Go through the lines below and tally each one holding "requested". Write only the total.
Start of Dataset excerpts
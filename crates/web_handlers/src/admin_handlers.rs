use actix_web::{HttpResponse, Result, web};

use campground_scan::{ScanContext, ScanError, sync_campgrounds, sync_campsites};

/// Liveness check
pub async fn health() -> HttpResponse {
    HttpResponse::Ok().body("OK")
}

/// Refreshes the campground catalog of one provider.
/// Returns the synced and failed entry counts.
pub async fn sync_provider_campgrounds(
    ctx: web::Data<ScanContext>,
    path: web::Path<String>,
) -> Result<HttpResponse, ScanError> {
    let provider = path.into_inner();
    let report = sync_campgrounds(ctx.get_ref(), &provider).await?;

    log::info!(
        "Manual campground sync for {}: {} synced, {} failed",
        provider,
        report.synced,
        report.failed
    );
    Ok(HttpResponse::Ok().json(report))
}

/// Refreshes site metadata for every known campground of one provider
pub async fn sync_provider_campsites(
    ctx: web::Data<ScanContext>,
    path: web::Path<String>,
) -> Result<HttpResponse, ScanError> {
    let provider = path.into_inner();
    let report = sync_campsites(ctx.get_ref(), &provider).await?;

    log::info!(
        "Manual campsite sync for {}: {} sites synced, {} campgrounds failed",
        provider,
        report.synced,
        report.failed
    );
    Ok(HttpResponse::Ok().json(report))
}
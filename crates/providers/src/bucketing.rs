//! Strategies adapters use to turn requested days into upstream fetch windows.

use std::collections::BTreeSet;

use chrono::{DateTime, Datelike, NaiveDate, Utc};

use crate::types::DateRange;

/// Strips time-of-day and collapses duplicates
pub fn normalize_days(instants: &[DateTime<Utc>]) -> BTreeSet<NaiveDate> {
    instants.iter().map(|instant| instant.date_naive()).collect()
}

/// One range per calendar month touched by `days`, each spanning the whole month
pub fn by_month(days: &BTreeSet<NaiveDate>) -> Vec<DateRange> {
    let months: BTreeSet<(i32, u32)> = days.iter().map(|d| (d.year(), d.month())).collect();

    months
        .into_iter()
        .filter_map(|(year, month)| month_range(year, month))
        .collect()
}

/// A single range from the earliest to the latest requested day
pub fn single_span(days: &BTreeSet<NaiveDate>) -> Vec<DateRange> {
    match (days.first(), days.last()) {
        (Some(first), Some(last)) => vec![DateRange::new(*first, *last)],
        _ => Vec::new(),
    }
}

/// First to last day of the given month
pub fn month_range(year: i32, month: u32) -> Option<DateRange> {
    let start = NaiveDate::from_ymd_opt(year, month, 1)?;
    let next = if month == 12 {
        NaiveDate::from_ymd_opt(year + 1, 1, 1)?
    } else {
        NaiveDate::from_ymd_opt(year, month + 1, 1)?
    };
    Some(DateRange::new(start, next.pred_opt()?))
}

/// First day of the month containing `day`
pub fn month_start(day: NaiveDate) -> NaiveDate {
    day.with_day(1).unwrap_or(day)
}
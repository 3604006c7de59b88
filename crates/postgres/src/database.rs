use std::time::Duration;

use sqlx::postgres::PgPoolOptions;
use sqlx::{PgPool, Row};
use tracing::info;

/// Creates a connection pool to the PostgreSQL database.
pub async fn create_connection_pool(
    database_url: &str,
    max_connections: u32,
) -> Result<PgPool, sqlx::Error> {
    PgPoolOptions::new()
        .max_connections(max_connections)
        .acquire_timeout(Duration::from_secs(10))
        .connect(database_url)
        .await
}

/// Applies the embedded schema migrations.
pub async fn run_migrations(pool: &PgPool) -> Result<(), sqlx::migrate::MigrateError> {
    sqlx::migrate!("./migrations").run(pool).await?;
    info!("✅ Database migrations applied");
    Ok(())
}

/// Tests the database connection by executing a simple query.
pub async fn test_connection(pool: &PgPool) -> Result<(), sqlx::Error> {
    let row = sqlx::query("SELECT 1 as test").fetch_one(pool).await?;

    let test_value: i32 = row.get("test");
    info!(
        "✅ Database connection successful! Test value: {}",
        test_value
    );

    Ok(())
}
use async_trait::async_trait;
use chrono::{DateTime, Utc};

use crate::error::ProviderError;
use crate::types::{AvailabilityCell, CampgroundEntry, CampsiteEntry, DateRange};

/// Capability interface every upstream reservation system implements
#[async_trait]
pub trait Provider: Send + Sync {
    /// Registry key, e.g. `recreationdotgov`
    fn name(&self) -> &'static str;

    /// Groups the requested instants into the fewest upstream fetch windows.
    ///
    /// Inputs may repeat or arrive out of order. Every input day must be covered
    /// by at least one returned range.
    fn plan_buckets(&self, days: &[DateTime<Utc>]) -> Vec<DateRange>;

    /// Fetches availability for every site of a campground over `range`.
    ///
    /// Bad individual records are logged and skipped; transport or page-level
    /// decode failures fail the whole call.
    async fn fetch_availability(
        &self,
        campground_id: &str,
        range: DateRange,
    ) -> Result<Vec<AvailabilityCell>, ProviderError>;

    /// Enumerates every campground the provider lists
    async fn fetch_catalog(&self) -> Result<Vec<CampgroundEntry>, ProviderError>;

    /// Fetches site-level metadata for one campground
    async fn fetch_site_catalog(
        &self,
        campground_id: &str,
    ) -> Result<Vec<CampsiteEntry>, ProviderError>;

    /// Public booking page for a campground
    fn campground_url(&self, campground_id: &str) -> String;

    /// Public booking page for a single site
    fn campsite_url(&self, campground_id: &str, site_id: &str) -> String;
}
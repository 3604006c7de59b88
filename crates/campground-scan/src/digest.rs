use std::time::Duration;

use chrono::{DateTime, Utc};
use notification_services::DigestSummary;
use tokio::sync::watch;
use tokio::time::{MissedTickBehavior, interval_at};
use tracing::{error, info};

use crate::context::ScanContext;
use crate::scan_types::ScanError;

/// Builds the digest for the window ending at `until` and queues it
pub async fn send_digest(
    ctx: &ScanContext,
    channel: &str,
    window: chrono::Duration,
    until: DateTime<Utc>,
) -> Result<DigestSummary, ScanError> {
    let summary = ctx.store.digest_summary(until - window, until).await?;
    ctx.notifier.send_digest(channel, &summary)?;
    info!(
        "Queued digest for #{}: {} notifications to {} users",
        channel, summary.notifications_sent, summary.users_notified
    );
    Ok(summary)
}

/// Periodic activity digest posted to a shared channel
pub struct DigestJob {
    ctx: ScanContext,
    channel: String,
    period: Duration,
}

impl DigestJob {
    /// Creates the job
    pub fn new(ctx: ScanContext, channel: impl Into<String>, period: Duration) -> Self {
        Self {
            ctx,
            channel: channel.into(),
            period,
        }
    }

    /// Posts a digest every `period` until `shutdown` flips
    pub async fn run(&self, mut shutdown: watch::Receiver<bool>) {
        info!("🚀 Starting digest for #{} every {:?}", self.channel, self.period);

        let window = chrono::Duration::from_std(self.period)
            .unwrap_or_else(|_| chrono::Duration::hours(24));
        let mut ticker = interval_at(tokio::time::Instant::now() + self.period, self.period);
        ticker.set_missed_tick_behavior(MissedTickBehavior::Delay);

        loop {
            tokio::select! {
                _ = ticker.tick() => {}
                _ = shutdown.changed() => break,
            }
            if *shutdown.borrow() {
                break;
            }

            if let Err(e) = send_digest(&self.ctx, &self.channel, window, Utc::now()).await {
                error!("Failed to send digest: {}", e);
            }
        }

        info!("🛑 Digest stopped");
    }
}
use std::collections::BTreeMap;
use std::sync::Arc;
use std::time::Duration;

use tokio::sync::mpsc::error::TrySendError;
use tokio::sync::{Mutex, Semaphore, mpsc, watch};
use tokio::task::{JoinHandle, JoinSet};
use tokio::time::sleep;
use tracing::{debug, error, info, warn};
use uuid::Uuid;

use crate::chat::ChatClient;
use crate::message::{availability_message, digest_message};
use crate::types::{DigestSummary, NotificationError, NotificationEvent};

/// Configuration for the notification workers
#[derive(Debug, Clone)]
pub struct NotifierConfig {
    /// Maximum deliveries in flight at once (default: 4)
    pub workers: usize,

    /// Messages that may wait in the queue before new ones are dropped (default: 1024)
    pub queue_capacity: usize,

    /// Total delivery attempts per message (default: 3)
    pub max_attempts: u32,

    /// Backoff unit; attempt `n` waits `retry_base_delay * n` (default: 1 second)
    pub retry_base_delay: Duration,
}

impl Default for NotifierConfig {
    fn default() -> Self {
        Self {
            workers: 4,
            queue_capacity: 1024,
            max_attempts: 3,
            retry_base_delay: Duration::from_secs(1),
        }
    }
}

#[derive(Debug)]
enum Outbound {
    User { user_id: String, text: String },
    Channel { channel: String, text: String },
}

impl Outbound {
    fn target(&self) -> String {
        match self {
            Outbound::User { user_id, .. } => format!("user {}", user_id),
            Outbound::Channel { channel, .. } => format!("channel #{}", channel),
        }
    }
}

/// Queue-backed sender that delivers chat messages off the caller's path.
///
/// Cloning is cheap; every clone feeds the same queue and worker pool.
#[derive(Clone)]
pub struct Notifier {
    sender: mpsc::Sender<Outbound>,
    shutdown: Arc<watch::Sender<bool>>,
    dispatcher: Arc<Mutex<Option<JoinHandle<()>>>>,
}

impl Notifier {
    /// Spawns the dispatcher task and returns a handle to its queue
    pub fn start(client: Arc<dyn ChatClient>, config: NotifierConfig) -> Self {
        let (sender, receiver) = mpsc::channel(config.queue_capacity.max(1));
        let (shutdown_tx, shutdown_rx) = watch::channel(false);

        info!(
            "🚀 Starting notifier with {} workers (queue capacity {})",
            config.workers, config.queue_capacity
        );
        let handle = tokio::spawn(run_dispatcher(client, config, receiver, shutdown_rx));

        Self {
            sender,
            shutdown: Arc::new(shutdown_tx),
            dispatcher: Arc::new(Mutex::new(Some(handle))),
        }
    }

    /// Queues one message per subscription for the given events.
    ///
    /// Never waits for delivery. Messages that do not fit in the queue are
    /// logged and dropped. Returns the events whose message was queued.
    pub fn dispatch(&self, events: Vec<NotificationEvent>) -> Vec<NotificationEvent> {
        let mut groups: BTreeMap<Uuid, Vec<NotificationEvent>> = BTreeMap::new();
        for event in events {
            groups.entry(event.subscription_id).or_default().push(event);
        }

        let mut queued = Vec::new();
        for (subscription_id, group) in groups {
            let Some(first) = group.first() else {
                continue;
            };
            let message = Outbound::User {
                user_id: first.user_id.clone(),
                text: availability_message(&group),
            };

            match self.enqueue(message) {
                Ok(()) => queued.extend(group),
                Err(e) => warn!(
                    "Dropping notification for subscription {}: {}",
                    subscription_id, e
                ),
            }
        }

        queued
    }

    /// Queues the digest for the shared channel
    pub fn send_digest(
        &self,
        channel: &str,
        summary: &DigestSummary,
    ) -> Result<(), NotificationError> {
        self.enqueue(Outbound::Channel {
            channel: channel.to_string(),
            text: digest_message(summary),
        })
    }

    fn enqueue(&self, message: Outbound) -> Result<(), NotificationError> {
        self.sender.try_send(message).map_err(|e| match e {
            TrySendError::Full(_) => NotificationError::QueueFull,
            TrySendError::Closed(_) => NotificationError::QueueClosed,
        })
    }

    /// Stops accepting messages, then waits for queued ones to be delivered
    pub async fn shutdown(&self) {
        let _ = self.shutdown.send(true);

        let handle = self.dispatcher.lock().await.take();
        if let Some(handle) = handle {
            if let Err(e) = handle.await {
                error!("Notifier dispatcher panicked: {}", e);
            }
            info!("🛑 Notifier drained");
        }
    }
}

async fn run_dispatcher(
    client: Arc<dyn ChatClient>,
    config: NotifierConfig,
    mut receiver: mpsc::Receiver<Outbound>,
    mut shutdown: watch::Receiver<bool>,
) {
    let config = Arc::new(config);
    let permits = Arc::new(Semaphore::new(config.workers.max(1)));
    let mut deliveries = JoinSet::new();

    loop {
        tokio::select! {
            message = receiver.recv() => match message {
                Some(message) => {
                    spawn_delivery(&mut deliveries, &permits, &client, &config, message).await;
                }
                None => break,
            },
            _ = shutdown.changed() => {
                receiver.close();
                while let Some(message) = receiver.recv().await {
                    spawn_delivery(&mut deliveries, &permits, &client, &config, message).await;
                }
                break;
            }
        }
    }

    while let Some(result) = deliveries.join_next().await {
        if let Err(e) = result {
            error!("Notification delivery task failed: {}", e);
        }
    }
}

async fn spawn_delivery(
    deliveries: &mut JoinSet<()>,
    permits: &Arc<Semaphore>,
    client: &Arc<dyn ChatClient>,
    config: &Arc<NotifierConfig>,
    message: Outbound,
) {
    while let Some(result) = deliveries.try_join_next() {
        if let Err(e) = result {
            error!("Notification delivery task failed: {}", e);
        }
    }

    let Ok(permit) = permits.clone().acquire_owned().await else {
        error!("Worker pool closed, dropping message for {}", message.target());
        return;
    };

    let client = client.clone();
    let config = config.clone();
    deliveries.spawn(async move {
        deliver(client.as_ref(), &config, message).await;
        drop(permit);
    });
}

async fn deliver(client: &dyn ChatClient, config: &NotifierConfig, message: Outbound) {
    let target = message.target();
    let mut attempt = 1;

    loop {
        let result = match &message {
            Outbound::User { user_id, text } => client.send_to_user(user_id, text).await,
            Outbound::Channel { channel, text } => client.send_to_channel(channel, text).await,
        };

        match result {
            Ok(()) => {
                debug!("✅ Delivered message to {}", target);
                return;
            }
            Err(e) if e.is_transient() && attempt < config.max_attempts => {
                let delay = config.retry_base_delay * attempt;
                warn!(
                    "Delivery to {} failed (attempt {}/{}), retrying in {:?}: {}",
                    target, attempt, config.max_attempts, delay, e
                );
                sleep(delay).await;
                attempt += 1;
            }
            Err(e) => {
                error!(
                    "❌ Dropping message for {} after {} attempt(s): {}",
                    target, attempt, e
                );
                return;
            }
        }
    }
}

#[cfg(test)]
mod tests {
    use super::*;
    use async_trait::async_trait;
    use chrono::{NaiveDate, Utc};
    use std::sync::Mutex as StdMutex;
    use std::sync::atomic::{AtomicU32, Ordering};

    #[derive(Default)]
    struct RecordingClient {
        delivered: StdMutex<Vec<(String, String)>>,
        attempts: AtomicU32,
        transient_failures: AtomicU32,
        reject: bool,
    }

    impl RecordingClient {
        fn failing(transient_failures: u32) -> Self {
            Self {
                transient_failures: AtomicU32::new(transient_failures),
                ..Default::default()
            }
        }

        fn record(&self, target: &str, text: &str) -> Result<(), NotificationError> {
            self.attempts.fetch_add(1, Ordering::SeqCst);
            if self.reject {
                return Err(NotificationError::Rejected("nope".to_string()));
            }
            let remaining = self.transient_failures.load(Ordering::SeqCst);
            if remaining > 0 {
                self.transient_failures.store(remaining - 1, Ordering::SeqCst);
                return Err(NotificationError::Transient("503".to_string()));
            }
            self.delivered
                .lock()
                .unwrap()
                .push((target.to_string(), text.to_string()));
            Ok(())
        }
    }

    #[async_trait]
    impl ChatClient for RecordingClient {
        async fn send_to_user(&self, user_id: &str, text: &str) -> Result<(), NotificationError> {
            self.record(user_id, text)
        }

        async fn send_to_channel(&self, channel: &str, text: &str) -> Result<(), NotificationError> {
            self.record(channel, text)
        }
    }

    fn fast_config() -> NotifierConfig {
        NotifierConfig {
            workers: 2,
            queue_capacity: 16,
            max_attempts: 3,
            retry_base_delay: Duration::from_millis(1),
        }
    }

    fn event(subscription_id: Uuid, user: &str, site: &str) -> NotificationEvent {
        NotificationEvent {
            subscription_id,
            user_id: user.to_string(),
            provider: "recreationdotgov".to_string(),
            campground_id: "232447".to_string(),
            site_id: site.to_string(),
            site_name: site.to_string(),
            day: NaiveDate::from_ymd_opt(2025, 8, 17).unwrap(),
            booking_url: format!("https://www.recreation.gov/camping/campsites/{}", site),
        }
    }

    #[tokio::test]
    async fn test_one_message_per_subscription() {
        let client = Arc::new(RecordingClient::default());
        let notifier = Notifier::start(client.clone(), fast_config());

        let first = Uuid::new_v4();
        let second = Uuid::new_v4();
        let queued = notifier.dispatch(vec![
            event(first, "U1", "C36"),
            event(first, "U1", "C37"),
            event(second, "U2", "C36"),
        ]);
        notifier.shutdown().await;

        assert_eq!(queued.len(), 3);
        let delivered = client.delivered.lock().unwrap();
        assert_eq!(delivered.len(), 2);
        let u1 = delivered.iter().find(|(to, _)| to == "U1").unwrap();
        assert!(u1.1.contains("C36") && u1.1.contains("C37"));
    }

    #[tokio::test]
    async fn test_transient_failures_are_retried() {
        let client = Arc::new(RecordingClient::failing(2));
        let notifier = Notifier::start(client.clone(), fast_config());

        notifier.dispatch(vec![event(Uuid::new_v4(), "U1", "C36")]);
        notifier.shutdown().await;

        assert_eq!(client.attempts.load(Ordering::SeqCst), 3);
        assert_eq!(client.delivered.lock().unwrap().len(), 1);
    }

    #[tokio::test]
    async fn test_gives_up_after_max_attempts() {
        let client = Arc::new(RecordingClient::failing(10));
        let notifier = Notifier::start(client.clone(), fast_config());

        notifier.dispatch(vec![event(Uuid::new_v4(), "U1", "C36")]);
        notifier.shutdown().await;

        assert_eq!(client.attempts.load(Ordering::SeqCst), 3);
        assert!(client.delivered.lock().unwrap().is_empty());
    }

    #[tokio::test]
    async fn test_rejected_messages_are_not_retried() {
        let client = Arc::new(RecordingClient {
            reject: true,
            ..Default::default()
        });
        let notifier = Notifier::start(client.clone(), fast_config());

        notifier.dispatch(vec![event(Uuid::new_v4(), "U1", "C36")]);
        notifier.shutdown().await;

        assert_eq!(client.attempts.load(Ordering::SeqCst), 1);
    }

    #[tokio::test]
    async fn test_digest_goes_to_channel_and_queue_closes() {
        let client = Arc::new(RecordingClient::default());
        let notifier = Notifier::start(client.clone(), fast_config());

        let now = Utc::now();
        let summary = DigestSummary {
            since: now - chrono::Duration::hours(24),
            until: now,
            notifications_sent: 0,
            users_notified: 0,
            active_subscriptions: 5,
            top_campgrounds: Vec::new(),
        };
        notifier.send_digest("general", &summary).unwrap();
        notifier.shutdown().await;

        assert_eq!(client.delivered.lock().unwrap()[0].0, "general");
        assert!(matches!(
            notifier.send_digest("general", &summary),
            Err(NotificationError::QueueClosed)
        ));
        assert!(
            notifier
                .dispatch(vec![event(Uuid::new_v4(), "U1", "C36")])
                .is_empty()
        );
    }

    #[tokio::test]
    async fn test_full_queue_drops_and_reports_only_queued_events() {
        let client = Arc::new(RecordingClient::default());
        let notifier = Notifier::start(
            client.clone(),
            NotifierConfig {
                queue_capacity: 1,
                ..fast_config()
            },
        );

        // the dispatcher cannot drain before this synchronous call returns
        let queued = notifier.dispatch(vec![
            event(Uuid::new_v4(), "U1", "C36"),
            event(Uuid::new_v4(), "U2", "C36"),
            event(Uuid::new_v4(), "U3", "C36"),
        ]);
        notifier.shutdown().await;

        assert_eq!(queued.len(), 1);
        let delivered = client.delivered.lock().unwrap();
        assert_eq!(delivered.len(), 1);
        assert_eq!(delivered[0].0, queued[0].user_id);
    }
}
End of Dataset excerpts
— Result —
3